Use eager fetching sparingly. Use proxies and lazy collections for most associations to classes that are not likely to be completely held in the second-level cache. For associations to cached classes, where there is an a extremely high probability of a cache hit, explicitly disable eager fetching using lazy="false". When an join fetching is appropriate to a particular use case, use a query with a left join fetch.

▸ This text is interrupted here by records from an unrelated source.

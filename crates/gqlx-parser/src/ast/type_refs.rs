use crate::ast::AstKind;
use crate::ast::AstNode;
use crate::ast::Location;
use crate::ast::Name;
use crate::printer;
use inherent::inherent;

/// A type reference as written in a variable definition: `Int`, `[Int]`,
/// `Int!`, `[Int!]!`.
///
/// The parser never produces a `NonNull` directly inside another `NonNull`.
#[derive(Clone, Debug, PartialEq)]
pub enum Type {
    Named(NamedType),
    List(ListType),
    NonNull(NonNullType),
}

impl Type {
    /// The innermost named type, e.g. `Int` for `[Int!]!`.
    pub fn named_type(&self) -> &NamedType {
        match self {
            Type::Named(named) => named,
            Type::List(list) => list.item_type.named_type(),
            Type::NonNull(non_null) => non_null.inner_type.named_type(),
        }
    }
}

impl std::fmt::Display for Type {
    fn fmt(&self, f: &mut std::fmt::Formatter<'_>) -> std::fmt::Result {
        f.write_str(&printer::print_type(self))
    }
}

#[inherent]
impl AstNode for Type {
    pub fn kind(&self) -> AstKind {
        match self {
            Type::Named(_) => AstKind::NamedType,
            Type::List(_) => AstKind::ListType,
            Type::NonNull(_) => AstKind::NonNullType,
        }
    }

    pub fn location(&self) -> &Location {
        match self {
            Type::Named(t) => &t.loc,
            Type::List(t) => &t.loc,
            Type::NonNull(t) => &t.loc,
        }
    }

    pub fn append_source(&self, sink: &mut String) {
        sink.push_str(&printer::print_type(self));
    }
}

#[derive(Clone, Debug, PartialEq)]
pub struct NamedType {
    pub name: Name,
    pub loc: Location,
}

impl NamedType {
    pub fn new(name: impl Into<String>) -> Self {
        Self {
            name: Name::new(name),
            loc: Location::none(),
        }
    }
}

#[inherent]
impl AstNode for NamedType {
    pub fn kind(&self) -> AstKind {
        AstKind::NamedType
    }

    pub fn location(&self) -> &Location {
        &self.loc
    }

    pub fn append_source(&self, sink: &mut String) {
        sink.push_str(&self.name.value);
    }
}

#[derive(Clone, Debug, PartialEq)]
pub struct ListType {
    pub item_type: Box<Type>,
    pub loc: Location,
}

#[inherent]
impl AstNode for ListType {
    pub fn kind(&self) -> AstKind {
        AstKind::ListType
    }

    pub fn location(&self) -> &Location {
        &self.loc
    }

    pub fn append_source(&self, sink: &mut String) {
        sink.push('[');
        self.item_type.append_source(sink);
        sink.push(']');
    }
}

#[derive(Clone, Debug, PartialEq)]
pub struct NonNullType {
    pub inner_type: Box<Type>,
    pub loc: Location,
}

#[inherent]
impl AstNode for NonNullType {
    pub fn kind(&self) -> AstKind {
        AstKind::NonNullType
    }

    pub fn location(&self) -> &Location {
        &self.loc
    }

    pub fn append_source(&self, sink: &mut String) {
        self.inner_type.append_source(sink);
        sink.push('!');
    }
}
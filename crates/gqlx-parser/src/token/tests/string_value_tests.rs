//! Tests for string literal cooking and the block string algorithm.

use crate::GraphQLStringParsingError;
use crate::token::block_string_value;
use crate::token::cook_string_literal;

// =============================================================================
// Quoted strings
// =============================================================================

/// Verifies every simple escape sequence.
#[test]
fn simple_escapes() {
    assert_eq!(
        cook_string_literal(r#""\" \\ \/ \b \f \n \r \t""#),
        Ok("\" \\ / \u{8} \u{c} \n \r \t".to_string()),
    );
}

/// Verifies fixed-width, braced and surrogate-pair unicode escapes.
#[test]
fn unicode_escapes() {
    assert_eq!(cook_string_literal(r#""\u00e9""#), Ok("\u{e9}".to_string()));
    assert_eq!(cook_string_literal(r#""\u{1F600}""#), Ok("\u{1F600}".to_string()));
    assert_eq!(cook_string_literal(r#""\uD83D\uDE00""#), Ok("\u{1F600}".to_string()));
}

/// Verifies rejection of malformed unicode escapes.
#[test]
fn invalid_unicode_escapes() {
    for raw in [r#""\u12""#, r#""\uZZZZ""#, r#""\uD83D""#, r#""\uDE00""#, r#""\u{110000}""#, r#""\uD83Dx""#] {
        assert!(
            matches!(cook_string_literal(raw), Err(GraphQLStringParsingError::InvalidUnicodeEscape(_))),
            "{raw}",
        );
    }
}

/// Verifies rejection of unknown escapes and unterminated literals.
#[test]
fn invalid_escapes() {
    assert_eq!(
        cook_string_literal(r#""\x""#),
        Err(GraphQLStringParsingError::InvalidEscapeSequence("\\x".to_string())),
    );
    assert_eq!(cook_string_literal("\"abc"), Err(GraphQLStringParsingError::UnterminatedString));
}

// =============================================================================
// Block strings
// =============================================================================

/// Verifies that common indentation is removed from every line but the
/// first.
#[test]
fn removes_common_indentation() {
    assert_eq!(block_string_value("\n    a\n      b\n    c\n  "), "a\n  b\nc");
    assert_eq!(block_string_value("first\n    a\n    b"), "first\na\nb");
}

/// Verifies that leading and trailing blank lines are dropped but interior
/// ones are kept.
#[test]
fn trims_blank_lines() {
    assert_eq!(block_string_value("\n  \n  a\n\n  b\n \n"), "a\n\nb");
    assert_eq!(block_string_value("   "), "");
}

/// Verifies that all line terminators are normalized to `\n`.
#[test]
fn normalizes_line_terminators() {
    assert_eq!(block_string_value("a\r\n  b\r  c"), "a\nb\nc");
}

/// Verifies that escaped triple quotes become plain triple quotes and no
/// other escapes are processed.
#[test]
fn block_string_escapes() {
    assert_eq!(
        cook_string_literal("\"\"\"say \\\"\"\" and \\n\"\"\""),
        Ok("say \"\"\" and \\n".to_string()),
    );
}
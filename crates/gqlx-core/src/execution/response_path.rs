use crate::PathSegment;

/// One step of a [`ResponsePath`].
#[derive(Clone, Copy, Debug, Eq, PartialEq)]
pub enum PathKey<'a> {
    Key(&'a str),
    Index(usize),
}

/// The path from the response root to the field being executed, as a
/// singly linked list that borrows from its parent. Extending a path never
/// copies it.
#[derive(Clone, Copy, Debug)]
pub struct ResponsePath<'a> {
    pub prev: Option<&'a ResponsePath<'a>>,
    pub key: PathKey<'a>,
}
impl<'a> ResponsePath<'a> {
    pub fn root(key: &'a str) -> Self {
        Self {
            prev: None,
            key: PathKey::Key(key),
        }
    }

    pub fn with_key(&'a self, key: &'a str) -> Self {
        Self {
            prev: Some(self),
            key: PathKey::Key(key),
        }
    }

    pub fn with_index(&'a self, index: usize) -> Self {
        Self {
            prev: Some(self),
            key: PathKey::Index(index),
        }
    }

    /// The path rendered from the root down, as it appears in errors.
    pub fn as_list(&self) -> Vec<PathSegment> {
        let mut segments = vec![];
        let mut current = Some(self);
        while let Some(path) = current {
            segments.push(match path.key {
                PathKey::Key(key) => PathSegment::Key(key.to_string()),
                PathKey::Index(index) => PathSegment::Index(index),
            });
            current = path.prev;
        }
        segments.reverse();
        segments
    }
}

Hibernate frees the developer from writing tedious Data Transfer Objects (DTO). In a traditional EJB architecture, DTOs serve dual purposes: first, they work around the problem that entity beans are not serializable; second, they implicitly define an assembly phase where all data to be used by the view is fetched and marshalled into the DTOs before returning control to the presentation tier. Hibernate eliminates the first purpose. However, you will still need an assembly phase (think of your business methods as having a strict contract with the presentation tier about what data is available in the detached objects) unless you are prepared to hold the persistence context (the session) open across the view rendering process. This is not a limitation of Hibernate! It is a fundamental requirement of safe transactional data access.
Hide (Hibernate) data-access code behind an interface. Combine the DAO and Thread Local Session patterns. You can even have some classes persisted by handcoded JDBC, associated to Hibernate via a UserType. (This advice is intended for "sufficiently large" applications; it is not appropriate for an application with five tables!)
Good usecases for a real many-to-many associations are rare. Most of the time you need additional information stored in the "link table". In this case, it is much better to use two one-to-many associations to an intermediate link class. In fact, we think that most associations are one-to-many and many-to-one, you should be careful when using any other association style and ask yourself if it is really neccessary.
Unidirectional associations are more difficult to query. In a large application, almost all associations must be navigable in both directions in queries.